BRIEF:
Word for word, set down every record that appears below.

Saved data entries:
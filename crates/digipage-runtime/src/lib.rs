use std::path::PathBuf;
use tokio::sync::mpsc;

// Re-export types from the core library
pub use digipage_core::{
    CancellationToken, CropRegion, SplitLayout, StationStats, TransferMove, TransferPlan,
};

/// Commands sent from the controller to the worker
#[derive(Debug)]
pub enum StationCommand {
    ScanDirectory,
    CalculateStats,
    Crop {
        path: PathBuf,
        region: CropRegion,
    },
    Rotate {
        path: PathBuf,
        angle_degrees: f64,
    },
    /// Single-split mode: write `final/{stem}_L` and `final/{stem}_R`.
    /// `auto` marks the split the station issues for each new scan; it is
    /// reported back as [`OperationKind::AutoSplit`].
    SplitTwoPage {
        path: PathBuf,
        layout: SplitLayout,
        auto: bool,
    },
    /// Dual mode: cut one image at a pixel column, replacing it with two
    SplitAt {
        path: PathBuf,
        x: u32,
    },
    Delete {
        path: PathBuf,
    },
    /// Delete a scan and its split pages
    DeleteWithArtifacts {
        path: PathBuf,
    },
    Restore {
        path: PathBuf,
    },
    ReplacePair {
        old: [PathBuf; 2],
        new: [PathBuf; 2],
    },
    CreateBook {
        name: String,
        pages: Vec<PathBuf>,
        source_hint: Option<PathBuf>,
        cancel: CancellationToken,
    },
    PrepareTransfer,
    ExecuteTransfer {
        moves: Vec<TransferMove>,
        cancel: CancellationToken,
    },
}

/// Kind of a finished operation
#[derive(Debug, Clone, Copy, PartialEq, Eq)]
pub enum OperationKind {
    Crop,
    Rotate,
    PageSplit,
    AutoSplit,
    Split,
    Delete,
    Restore,
    ReplacePair,
    CreateBook,
    CreateBookCancelled,
    Transfer,
}

impl OperationKind {
    pub fn as_str(&self) -> &'static str {
        match self {
            OperationKind::Crop => "crop",
            OperationKind::Rotate => "rotate",
            OperationKind::PageSplit => "page_split",
            OperationKind::AutoSplit => "auto_split",
            OperationKind::Split => "split",
            OperationKind::Delete => "delete",
            OperationKind::Restore => "restore",
            OperationKind::ReplacePair => "replace_pair",
            OperationKind::CreateBook => "create_book",
            OperationKind::CreateBookCancelled => "create_book_cancelled",
            OperationKind::Transfer => "transfer",
        }
    }
}

impl std::fmt::Display for OperationKind {
    fn fmt(&self, f: &mut std::fmt::Formatter<'_>) -> std::fmt::Result {
        f.write_str(self.as_str())
    }
}

/// Updates sent from the worker to the controller
#[derive(Debug, Clone)]
pub enum StationUpdate {
    ScanComplete {
        files: Vec<PathBuf>,
    },
    StatsCalculated {
        stats: StationStats,
    },
    OperationComplete {
        kind: OperationKind,
        /// Files created, changed or removed by the operation
        paths: Vec<PathBuf>,
        /// Book name or summary text
        message: String,
    },
    BookProgress {
        done: usize,
        total: usize,
    },
    TransferPlanReady {
        plan: TransferPlan,
    },
    Error {
        /// Operation that failed, if the error belongs to one
        kind: Option<OperationKind>,
        message: String,
    },
}

pub type CommandSender = mpsc::UnboundedSender<StationCommand>;
pub type CommandReceiver = mpsc::UnboundedReceiver<StationCommand>;
pub type UpdateSender = mpsc::UnboundedSender<StationUpdate>;
pub type UpdateReceiver = mpsc::UnboundedReceiver<StationUpdate>;

/// Command and update channels connecting a controller to its worker
pub fn channels() -> ((CommandSender, CommandReceiver), (UpdateSender, UpdateReceiver)) {
    (mpsc::unbounded_channel(), mpsc::unbounded_channel())
}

ANSWER BOX:
filename crates/digipage-runtime/src/lib.rs
use std::path::PathBuf;
use tokio::sync::mpsc;

// Re-export types from the core library
pub use digipage_core::{
    CancellationToken, CropRegion, SplitLayout, StationStats, TransferMove, TransferPlan,
};

/// Commands sent from the controller to the worker
#[derive(Debug)]
pub enum StationCommand {
    ScanDirectory,
    CalculateStats,
    Crop {
        path: PathBuf,
        region: CropRegion,
    },
    Rotate {
        path: PathBuf,
        angle_degrees: f64,
    },
    /// Single-split mode: write `final/{stem}_L` and `final/{stem}_R`.
    /// `auto` marks the split the station issues for each new scan; it is
    /// reported back as [`OperationKind::AutoSplit`].
    SplitTwoPage {
        path: PathBuf,
        layout: SplitLayout,
        auto: bool,
    },
    /// Dual mode: cut one image at a pixel column, replacing it with two
    SplitAt {
        path: PathBuf,
        x: u32,
    },
    Delete {
        path: PathBuf,
    },
    /// Delete a scan and its split pages
    DeleteWithArtifacts {
        path: PathBuf,
    },
    Restore {
        path: PathBuf,
    },
    ReplacePair {
        old: [PathBuf; 2],
        new: [PathBuf; 2],
    },
    CreateBook {
        name: String,
        pages: Vec<PathBuf>,
        source_hint: Option<PathBuf>,
        cancel: CancellationToken,
    },
    PrepareTransfer,
    ExecuteTransfer {
        moves: Vec<TransferMove>,
        cancel: CancellationToken,
    },
}

/// Kind of a finished operation
#[derive(Debug, Clone, Copy, PartialEq, Eq)]
pub enum OperationKind {
    Crop,
    Rotate,
    PageSplit,
    AutoSplit,
    Split,
    Delete,
    Restore,
    ReplacePair,
    CreateBook,
    CreateBookCancelled,
    Transfer,
}

impl OperationKind {
    pub fn as_str(&self) -> &'static str {
        match self {
            OperationKind::Crop => "crop",
            OperationKind::Rotate => "rotate",
            OperationKind::PageSplit => "page_split",
            OperationKind::AutoSplit => "auto_split",
            OperationKind::Split => "split",
            OperationKind::Delete => "delete",
            OperationKind::Restore => "restore",
            OperationKind::ReplacePair => "replace_pair",
            OperationKind::CreateBook => "create_book",
            OperationKind::CreateBookCancelled => "create_book_cancelled",
            OperationKind::Transfer => "transfer",
        }
    }
}

impl std::fmt::Display for OperationKind {
    fn fmt(&self, f: &mut std::fmt::Formatter<'_>) -> std::fmt::Result {
        f.write_str(self.as_str())
    }
}

/// Updates sent from the worker to the controller
#[derive(Debug, Clone)]
pub enum StationUpdate {
    ScanComplete {
        files: Vec<PathBuf>,
    },
    StatsCalculated {
        stats: StationStats,
    },
    OperationComplete {
        kind: OperationKind,
        /// Files created, changed or removed by the operation
        paths: Vec<PathBuf>,
        /// Book name or summary text
        message: String,
    },
    BookProgress {
        done: usize,
        total: usize,
    },
    TransferPlanReady {
        plan: TransferPlan,
    },
    Error {
        /// Operation that failed, if the error belongs to one
        kind: Option<OperationKind>,
        message: String,
    },
}

pub type CommandSender = mpsc::UnboundedSender<StationCommand>;
pub type CommandReceiver = mpsc::UnboundedReceiver<StationCommand>;
pub type UpdateSender = mpsc::UnboundedSender<StationUpdate>;
pub type UpdateReceiver = mpsc::UnboundedReceiver<StationUpdate>;

/// Command and update channels connecting a controller to its worker
pub fn channels() -> ((CommandSender, CommandReceiver), (UpdateSender, UpdateReceiver)) {
    (mpsc::unbounded_channel(), mpsc::unbounded_channel())
}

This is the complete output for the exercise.